Ultrasone sensoren gebruiken geluidsgolven om obstakels in de buurt van de auto te detecteren. Ze versturen ultrasone pulsen die terug naar de sensor kaatsen als ze een voorwerp of barrière tegenkomen. Zo kan de auto de afstand tot obstakels in de detectierichting bepalen.
Informatie van deze sensoren is alleen beschikbaar bij lage snelheden. Ze geven informatie over afstand wanneer de parkeerweergave op het display wordt getoond.
Belangrijk
Op een verantwoordelijke manier gebruiken
Ultrasone parkeersensoren en de functies die hierop vertrouwen, zijn aanvullingen op veilig rijgedrag. Ondanks deze functies moet de bestuurder altijd goed op de omgeving van de auto blijven letten en veilig rijden.
Detectiebereik
- Obstakels waarvan de steunen buiten het detectiegebied vallen, kunnen mogelijk niet worden gedetecteerd. Dit zijn bijvoorbeeld voorwerpen die boven de grond hangen of voorwerpen die bij de grondsteunen weg zijn gericht, zoals bepaalde barrières en hekken.
Geblokkeerde sensoren
- Als een sensor wordt geblokkeerd, kunnen bepaalde functies minder effectief worden of verkeerd reageren.
- Zware regen- of sneeuwval kan voor een onbetrouwbare detectie zorgen en functies die op ultrasone sensoren vertrouwen, kunnen hierdoor mogelijk niet werken.
- Als de auto detecteert dat een sensor wordt belemmerd, kan de auto bepaalde functies uitschakelen.
- Leg of monteer niets voor of vlak bij de sensoren van de auto. Dat zijn bijvoorbeeld stickers, folie op de carrosserie en tape.
- Schade aan de carrosserie waar de sensoren zich bevinden, kan de werking ervan beperken. Neem contact op met een servicepunt voor reparaties bij schade in het gebied rond de sensoren.1
- Zorg ervoor dat alle gemonteerde accessoires, extra uitrusting of aan de buitenkant vervoerde lading de sensoren van de auto niet blokkeren.

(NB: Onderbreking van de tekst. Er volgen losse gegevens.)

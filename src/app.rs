use ratatui::layout::{Constraint, Direction, Layout, Rect};
use std::time::Instant;

use crate::config::GlobeConfig;
use crate::globe::{Category, GlobeWidget, Location, PointerSource, TextureLoader};

/// Width of the side panel in terminal columns
const PANEL_WIDTH: u16 = 40;

/// Whether typed characters go to the search box
#[derive(Clone, Copy, Debug, PartialEq, Eq)]
pub enum InputMode {
    Normal,
    Search,
}

/// Screen regions, recomputed on every resize
#[derive(Clone, Copy, Debug, Default, PartialEq, Eq)]
pub struct AppLayout {
    /// Globe pane including its border
    pub globe: Rect,
    /// Drawable globe canvas inside the border
    pub globe_inner: Rect,
    pub panel: Rect,
    pub tabs: Rect,
    pub search: Rect,
    pub heading: Rect,
    pub list: Rect,
    pub status: Rect,
}

impl AppLayout {
    pub fn compute(area: Rect) -> Self {
        let rows = Layout::default()
            .direction(Direction::Vertical)
            .constraints([Constraint::Min(3), Constraint::Length(1)])
            .split(area);
        let cols = Layout::default()
            .direction(Direction::Horizontal)
            .constraints([Constraint::Min(10), Constraint::Length(PANEL_WIDTH)])
            .split(rows[0]);

        let globe = cols[0];
        let panel = cols[1];
        let globe_inner = inset(globe);
        let panel_inner = inset(panel);

        let parts = Layout::default()
            .direction(Direction::Vertical)
            .constraints([
                Constraint::Length(1), // Category pills
                Constraint::Length(3), // Search box
                Constraint::Length(2), // Heading + count
                Constraint::Min(1),    // List
            ])
            .split(panel_inner);

        Self {
            globe,
            globe_inner,
            panel,
            tabs: parts[0],
            search: parts[1],
            heading: parts[2],
            list: parts[3],
            status: rows[1],
        }
    }

    /// Braille canvas size of the globe pane in dots
    pub fn canvas_pixels(&self) -> (usize, usize) {
        (self.globe_inner.width as usize * 2, self.globe_inner.height as usize * 4)
    }
}

fn inset(r: Rect) -> Rect {
    Rect {
        x: r.x.saturating_add(1),
        y: r.y.saturating_add(1),
        width: r.width.saturating_sub(2),
        height: r.height.saturating_sub(2),
    }
}

fn contains(r: Rect, col: u16, row: u16) -> bool {
    col >= r.x && col < r.x + r.width && row >= r.y && row < r.y + r.height
}

/// Application state: the mounted globe plus panel input state
pub struct App {
    pub widget: GlobeWidget,
    pub layout: AppLayout,
    pub input_mode: InputMode,
    pub search_input: String,
    /// Cursor into the visible location list
    pub list_cursor: usize,
    /// First list row on screen
    pub list_offset: usize,
    pub should_quit: bool,
    config: GlobeConfig,
    locations: Vec<Location>,
    loader: TextureLoader,
}

impl App {
    pub fn new(locations: Vec<Location>, dark_mode: bool, config: GlobeConfig, width: u16, height: u16) -> Self {
        let layout = AppLayout::compute(Rect::new(0, 0, width, height));
        let (pw, ph) = layout.canvas_pixels();
        let widget = GlobeWidget::new(locations.clone(), dark_mode, config.clone(), pw, ph);
        let mut app = Self {
            widget,
            layout,
            input_mode: InputMode::Normal,
            search_input: String::new(),
            list_cursor: 0,
            list_offset: 0,
            should_quit: false,
            config,
            locations,
            loader: TextureLoader::new(),
        };
        app.pump_textures();
        app
    }

    /// Start queued texture loads and apply finished ones
    pub fn pump_textures(&mut self) {
        if let Some(req) = self.widget.take_texture_request() {
            log::debug!("requesting texture {} (dark={})", req.path.display(), req.dark_mode);
            self.loader.request(req);
        }
        while let Some(load) = self.loader.poll() {
            self.widget.apply_texture(load);
        }
    }

    /// Per-frame work: texture results and the fly-to animation
    pub fn update(&mut self, now: Instant) {
        self.pump_textures();
        self.widget.tick(now);
    }

    pub fn resize(&mut self, width: u16, height: u16) {
        self.layout = AppLayout::compute(Rect::new(0, 0, width, height));
        let (pw, ph) = self.layout.canvas_pixels();
        self.widget.resize(pw, ph);
        self.scroll_to_cursor();
    }

    /// Tear the widget down and mount a fresh one; everything resets
    pub fn remount(&mut self) {
        let dark_mode = self.widget.dark_mode();
        self.widget.teardown();
        let (pw, ph) = self.layout.canvas_pixels();
        self.widget = GlobeWidget::new(self.locations.clone(), dark_mode, self.config.clone(), pw, ph);
        self.input_mode = InputMode::Normal;
        self.search_input.clear();
        self.list_cursor = 0;
        self.list_offset = 0;
        self.pump_textures();
    }

    pub fn quit(&mut self) {
        self.widget.teardown();
        self.should_quit = true;
    }

    pub fn set_category(&mut self, category: Category) {
        self.widget.set_category(category);
        self.list_cursor = 0;
        self.list_offset = 0;
    }

    pub fn toggle_category(&mut self) {
        self.set_category(self.widget.category().other());
    }

    pub fn toggle_dark_mode(&mut self) {
        self.widget.set_dark_mode(!self.widget.dark_mode());
        self.pump_textures();
    }

    pub fn begin_search(&mut self) {
        self.input_mode = InputMode::Search;
    }

    pub fn end_search(&mut self) {
        self.input_mode = InputMode::Normal;
    }

    pub fn search_push(&mut self, c: char) {
        self.search_input.push(c);
        self.apply_search();
    }

    pub fn search_pop(&mut self) {
        self.search_input.pop();
        self.apply_search();
    }

    pub fn search_clear(&mut self) {
        self.search_input.clear();
        self.apply_search();
    }

    fn apply_search(&mut self) {
        self.widget.set_search(&self.search_input);
        self.list_cursor = self.list_cursor.min(self.widget.visible_count().saturating_sub(1));
        self.scroll_to_cursor();
    }

    pub fn cursor_up(&mut self) {
        self.list_cursor = self.list_cursor.saturating_sub(1);
        self.scroll_to_cursor();
    }

    pub fn cursor_down(&mut self) {
        if self.list_cursor + 1 < self.widget.visible_count() {
            self.list_cursor += 1;
        }
        self.scroll_to_cursor();
    }

    fn list_rows(&self) -> usize {
        self.layout.list.height.max(1) as usize
    }

    fn scroll_to_cursor(&mut self) {
        let rows = self.list_rows();
        if self.list_cursor < self.list_offset {
            self.list_offset = self.list_cursor;
        } else if self.list_cursor >= self.list_offset + rows {
            self.list_offset = self.list_cursor + 1 - rows;
        }
    }

    /// Select the list item under the cursor
    pub fn select_cursor(&mut self, now: Instant) {
        let id = self.widget.visible_locations().nth(self.list_cursor).map(|l| l.id);
        if let Some(id) = id {
            self.widget.select_location(id, now);
        }
    }

    pub fn clear_selection(&mut self) {
        self.widget.clear_selection();
    }

    /// Terminal cell → globe canvas dot (center of the cell's 2x4 block)
    pub fn cell_to_canvas(&self, col: u16, row: u16) -> (f64, f64) {
        let inner = self.layout.globe_inner;
        let x = (col.saturating_sub(inner.x)) as f64 * 2.0 + 1.0;
        let y = (row.saturating_sub(inner.y)) as f64 * 4.0 + 2.0;
        (x, y)
    }

    pub fn mouse_down(&mut self, col: u16, row: u16, now: Instant) {
        if contains(self.layout.globe_inner, col, row) {
            let (x, y) = self.cell_to_canvas(col, row);
            self.widget.pointer_down(x, y, PointerSource::Mouse);
        } else if self.widget.selected().is_none() && contains(self.layout.list, col, row) {
            let idx = self.list_offset + (row - self.layout.list.y) as usize;
            if idx < self.widget.visible_count() {
                self.list_cursor = idx;
                self.select_cursor(now);
            }
        } else if contains(self.layout.tabs, col, row) && self.widget.selected().is_none() {
            let half = self.layout.tabs.x + self.layout.tabs.width / 2;
            self.set_category(if col < half { Category::Sales } else { Category::Technical });
        }
    }

    pub fn mouse_drag(&mut self, col: u16, row: u16) {
        if !self.widget.is_dragging() {
            return;
        }
        if contains(self.layout.globe_inner, col, row) {
            let (x, y) = self.cell_to_canvas(col, row);
            self.widget.pointer_move(x, y, PointerSource::Mouse);
        } else {
            self.widget.pointer_leave();
        }
    }

    pub fn mouse_up(&mut self, col: u16, row: u16, now: Instant) {
        if !self.widget.is_dragging() {
            return;
        }
        let (x, y) = self.cell_to_canvas(col, row);
        if self.widget.pointer_up(x, y, PointerSource::Mouse, now).is_some() {
            self.end_search();
        }
    }

    /// Status line text for the current orientation
    pub fn orientation_label(&self) -> String {
        let o = self.widget.orientation();
        format!("yaw {:.1}° pitch {:.1}°", o.yaw.to_degrees(), o.pitch.to_degrees())
    }
}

- Aanhangwagens, fietsenrekken en andere op de trekhaak gemonteerde uitrusting kunnen de sensoren blokkeren, waardoor de detectie- en andere functies niet kunnen worden gebruikt.
- Ultrasone sensoren kunnen minder goed werken als er opgebouwd vuil, ijs en sneeuw voor ligt. Hierdoor kunnen ze voorwerpen minder goed detecteren. De auto merkt het niet altijd als de parkeersensoren worden geblokkeerd. In situaties waarin dit wel wordt waargenomen, geeft de auto dit aan met meldingen op het display. Maar we raden je nog altijd aan om de sensorlocaties regelmatig te controleren en de gebieden er omheen schoon en vrij van belemmeringen te laten.
Waarschuwing
Regelmatig schoonmaken
De locaties van de camera's, sensoren, lidar en radars op de auto moeten regelmatig worden schoongemaakt en labels, voorwerpen, vuil en andere mogelijke belemmeringen moeten worden verwijderd. Anders reageren de functies van de auto mogelijk niet goed, reageren ze minder snel of worden ze gedeactiveerd.